Israeli femtech startup OCON Healthcare has developed a revolutionary intrauterine platform that prevents pregnancy and can also be used to treat abnormal uterine bleeding.
The IUB Ballerine is a hormone-free contraceptive solution that could represent the next generation of intra-uterine devices (IUDs). Unlike standard, T-shaped IUDs, the Ballerine is ball-shaped and forms a three-dimensional sphere once inserted into the uterus.
It is also roughly 30-50% smaller than traditional IUDs and is already being used by 100,000 women in 30 countries.
“It just suits our anatomy much better,” Keren Leshem, CEO of OCON Healthcare, told The Media Line during a recent tour of the company’s headquarters in the central Israeli city of Modi’in.
It just suits our anatomy much better
“Finally, [there’s] something that doesn’t malposition or perforate,” she said. “This is a ball, [it’s] very flexible, very pliable, and because it’s so small, it really caters to an increased safety profile.”
The IUB Ballerine is over 99% effective in preventing pregnancies for a period of five years and can easily be removed at any time, the firm says.
Dr. Ilan Baram, a senior Israeli gynecologist who is the founder and medical director of OCON Healthcare, invented the device after noticing quality-of-life problems and discomfort that came with rigid, T-shaped IUDs.
Notes Leshem: “I myself started using it six months ago.”
Unlike standard T-shaped copper IUDs, OCON’s IUB Ballerine (right) is smaller and made out of a flexible alloy. (Courtesy)
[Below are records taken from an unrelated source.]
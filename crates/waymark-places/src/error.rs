//! Adapter error type.

/// Failures of a geodata adapter call.
///
/// The `Display` text of each variant is what the model and the user
/// end up reading, so messages are written as plain sentences.
#[derive(Debug, thiserror::Error)]
#[non_exhaustive]
pub enum PlacesError {
    /// A required setting (usually a credential) is missing.
    #[error("{0}")]
    Configuration(String),

    /// The provider answered with a non-success status.
    #[error("{service} error: {status} - {body}")]
    Upstream {
        /// Which lookup failed, e.g. `"Places search"`.
        service: &'static str,
        /// The HTTP status code returned.
        status: u16,
        /// The response body, as text.
        body: String,
    },

    /// The call exceeded its deadline and was cancelled.
    #[error("Request timed out. Please try again.")]
    Timeout,

    /// The request could not be sent or the response not received.
    #[error("Network error: {0}")]
    Transport(String),

    /// The response body did not have the expected shape.
    #[error("Unexpected response from provider: {0}")]
    Decode(String),
}

impl PlacesError {
    pub(crate) fn from_reqwest(err: &reqwest::Error) -> Self {
        if err.is_timeout() {
            Self::Timeout
        } else if err.is_decode() {
            Self::Decode(err.to_string())
        } else {
            Self::Transport(err.to_string())
        }
    }

    pub(crate) fn upstream(service: &'static str, status: reqwest::StatusCode, body: String) -> Self {
        Self::Upstream {
            service,
            status: status.as_u16(),
            body,
        }
    }
}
Comfort issues aside, the Ballerine also comes with fewer side effects. It is made out of nitinol, a super-elastic metal alloy that can be programmed to retain a given shape.
“We provide a spherical shape to the device, which opens up in the uterus, and on that frame we place the active ingredients,” Dr. Shani Eliyahu-Gross, CTO at OCON Healthcare, explained to The Media Line.
We provide a spherical shape to the device, which opens up in the uterus, and on that frame we place the active ingredients
OCON’s platform can be used for more than just birth control. In fact, its latest invention is a disposable device that can treat abnormal uterine bleeding (AUB), a medical condition that affects one in four women of reproductive age worldwide.
Known as the SEAD, the device could help women avert hospital stays as well as the painfully invasive procedures that are sometimes used to treat AUB. According to Eliyahu-Gross, SEAD, which is not yet available on the market, relies on a silver compound to ablate the uterine lining.
“We are conducting [research and development] experiments and we are already in Phase II of clinical trials,” she said.
As for the IUB Ballerine, for the past five years it has been available in Europe, Israel and South Africa. Once OCON receives FDA clearance, it will also be distributed in the United States.
The IUB Ballerine is currently assembled manually, with technicians adding one copper ball at a time. Photo taken November 8. (Raymond Crystal/The Media Line)
One Israeli doctor says that so far, his patients have been satisfied with the results.
“Actually, I’ve had a very good experience [with the Ballerine] because it’s very easy to insert,” Dr. Yeshaya Arie, who heads the Israeli Society of Contraception and Sexual Health, told The Media Line.
Arie is a senior gynecologist at Rabin Medical Center in Petah Tikva and has already administered the Ballerine to some 100 women.
“It’s even easier to insert than other IUDs,” he said.
Last year, the global IUD market raked in $4 billion and is projected to reach $5 billion by 2025, according to the latest report by IMARC Group, a market research firm.
Despite how lucrative such solutions are, for some reason, their basic shape has not evolved much in decades.
“There hasn’t been innovation forever,” Prof. Sergio Haimovich, chief medical officer at OCON, told The Media Line. “Since the T-shape started 40-50 years ago, it’s stayed the same.”
Haimovich is a world-renowned gynecological expert who has also served as the president of the World Congress of Hysteroscopy. He calls the Ballerine “completely revolutionary” in the field of contraception, saying it marks a “huge difference” in terms of safety because it has resulted in “90% fewer cases of ectopic pregnancy compared to the T-shape.”
Ahead of national “Thanks, Birth Control Day” across America on November 18, Leshem echoes these sentiments.
“This product illustrates how we need to look at the female body specifically and in more depth, and I think we’ll see a lot more technologies geared toward women in the next decade,” she said.